--- Recorded data ---
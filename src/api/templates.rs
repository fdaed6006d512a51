//! Saved email templates (Email API v2)

use serde_json::Value;

use super::{ApiError, ApiReply, ApiResult, CampaignsClient};
use crate::auth::AccessToken;

/// Characters of a failed body kept in error messages
const BODY_EXCERPT_CHARS: usize = 800;

/// One entry of the template listing
#[derive(Debug, Clone, PartialEq, Eq)]
pub struct TemplateSummary {
    pub id: String,
    pub name: String,
}

impl TemplateSummary {
    fn from_json(item: &Value) -> Option<Self> {
        let id = match item.get("template_id")? {
            Value::String(s) => s.clone(),
            Value::Number(n) => n.to_string(),
            _ => return None,
        };
        let name = item
            .get("template_name")
            .and_then(Value::as_str)
            .unwrap_or("(unnamed)")
            .to_string();
        Some(Self { id, name })
    }
}

fn detailed(url: &str, reply: &ApiReply) -> ApiError {
    ApiError::Detailed {
        status: reply.status,
        url: url.to_string(),
        content_type: reply.content_type.clone().unwrap_or_default(),
        excerpt: reply.body_excerpt(BODY_EXCERPT_CHARS),
    }
}

impl CampaignsClient {
    fn fetch_template_json(
        &self,
        url: String,
        query: &[(&str, String)],
        token: &AccessToken,
    ) -> ApiResult<Value> {
        let mut request = self
            .read(url.clone(), token)
            .with_header("Accept", "application/json");
        for (key, value) in query {
            request = request.with_query(key, value.clone());
        }
        let reply = self.transport.send(&request)?;
        if !reply.is_success() {
            return Err(detailed(&url, &reply));
        }
        reply.json().map_err(|_| detailed(&url, &reply))
    }

    /// List templates between two 1-based indexes, inclusive
    pub fn list_templates(
        &self,
        token: &AccessToken,
        start_index: u32,
        end_index: u32,
    ) -> ApiResult<Vec<TemplateSummary>> {
        let url = self.email_api_url("templates");
        let json = self.fetch_template_json(
            url,
            &[
                ("start_index", start_index.to_string()),
                ("end_index", end_index.to_string()),
            ],
            token,
        )?;

        Ok(json
            .get("templates")
            .and_then(Value::as_array)
            .map(|items| items.iter().filter_map(TemplateSummary::from_json).collect())
            .unwrap_or_default())
    }

    /// HTML content of one template, or an empty string for non-HTML templates
    pub fn template_html(&self, token: &AccessToken, template_id: &str) -> ApiResult<String> {
        let url = self.email_api_url(&format!("templates/{}", urlencoding::encode(template_id)));
        let json = self.fetch_template_json(url, &[], token)?;

        let is_html = json.get("content_type").and_then(Value::as_str) == Some("html");
        Ok(if is_html {
            json.get("content")
                .and_then(Value::as_str)
                .unwrap_or_default()
                .to_string()
        } else {
            String::new()
        })
    }
}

--- What to produce ---
Please give all of the entries again, exactly as written.

--- Task answer ---
filename src/api/templates.rs
repository fdaed6006d512a51
//! Saved email templates (Email API v2)

use serde_json::Value;

use super::{ApiError, ApiReply, ApiResult, CampaignsClient};
use crate::auth::AccessToken;

/// Characters of a failed body kept in error messages
const BODY_EXCERPT_CHARS: usize = 800;

/// One entry of the template listing
#[derive(Debug, Clone, PartialEq, Eq)]
pub struct TemplateSummary {
    pub id: String,
    pub name: String,
}

impl TemplateSummary {
    fn from_json(item: &Value) -> Option<Self> {
        let id = match item.get("template_id")? {
            Value::String(s) => s.clone(),
            Value::Number(n) => n.to_string(),
            _ => return None,
        };
        let name = item
            .get("template_name")
            .and_then(Value::as_str)
            .unwrap_or("(unnamed)")
            .to_string();
        Some(Self { id, name })
    }
}

fn detailed(url: &str, reply: &ApiReply) -> ApiError {
    ApiError::Detailed {
        status: reply.status,
        url: url.to_string(),
        content_type: reply.content_type.clone().unwrap_or_default(),
        excerpt: reply.body_excerpt(BODY_EXCERPT_CHARS),
    }
}

impl CampaignsClient {
    fn fetch_template_json(
        &self,
        url: String,
        query: &[(&str, String)],
        token: &AccessToken,
    ) -> ApiResult<Value> {
        let mut request = self
            .read(url.clone(), token)
            .with_header("Accept", "application/json");
        for (key, value) in query {
            request = request.with_query(key, value.clone());
        }
        let reply = self.transport.send(&request)?;
        if !reply.is_success() {
            return Err(detailed(&url, &reply));
        }
        reply.json().map_err(|_| detailed(&url, &reply))
    }

    /// List templates between two 1-based indexes, inclusive
    pub fn list_templates(
        &self,
        token: &AccessToken,
        start_index: u32,
        end_index: u32,
    ) -> ApiResult<Vec<TemplateSummary>> {
        let url = self.email_api_url("templates");
        let json = self.fetch_template_json(
            url,
            &[
                ("start_index", start_index.to_string()),
                ("end_index", end_index.to_string()),
            ],
            token,
        )?;

        Ok(json
            .get("templates")
            .and_then(Value::as_array)
            .map(|items| items.iter().filter_map(TemplateSummary::from_json).collect())
            .unwrap_or_default())
    }

    /// HTML content of one template, or an empty string for non-HTML templates
    pub fn template_html(&self, token: &AccessToken, template_id: &str) -> ApiResult<String> {
        let url = self.email_api_url(&format!("templates/{}", urlencoding::encode(template_id)));
        let json = self.fetch_template_json(url, &[], token)?;

        let is_html = json.get("content_type").and_then(Value::as_str) == Some("html");
        Ok(if is_html {
            json.get("content")
                .and_then(Value::as_str)
                .unwrap_or_default()
                .to_string()
        } else {
            String::new()
        })
    }
}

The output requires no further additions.